REQUIRED WORK
Write the records out once more, so that nothing differs from the original.

(Items from a data source)
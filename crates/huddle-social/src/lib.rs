//! Live-room presence and chat over a document store.

pub mod chat;
pub mod identity;
pub mod network;
pub mod presence;
pub mod protocol;
pub mod room;
pub mod rooms;

pub use chat::{ChatService, DEFAULT_MAX_MESSAGE_LENGTH};
pub use identity::{Identity, Participant, PublicIdentity};
pub use network::{NetworkMonitor, NetworkStatus};
pub use presence::{reap_stale, spawn_reaper, PresenceError, PresenceManager, PresenceState};
pub use room::{RoomEvent, RoomSubscriber, RoomSubscription, SubscribeOptions};
pub use rooms::{NewRoom, RoomError, RoomService, RoomUpdate, DEFAULT_MAX_ROOMS_PER_OWNER};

TASK RESULT
filename crates/huddle-social/src/lib.rs
//! Live-room presence and chat over a document store.

pub mod chat;
pub mod identity;
pub mod network;
pub mod presence;
pub mod protocol;
pub mod room;
pub mod rooms;

pub use chat::{ChatService, DEFAULT_MAX_MESSAGE_LENGTH};
pub use identity::{Identity, Participant, PublicIdentity};
pub use network::{NetworkMonitor, NetworkStatus};
pub use presence::{reap_stale, spawn_reaper, PresenceError, PresenceManager, PresenceState};
pub use room::{RoomEvent, RoomSubscriber, RoomSubscription, SubscribeOptions};
pub use rooms::{NewRoom, RoomError, RoomService, RoomUpdate, DEFAULT_MAX_ROOMS_PER_OWNER};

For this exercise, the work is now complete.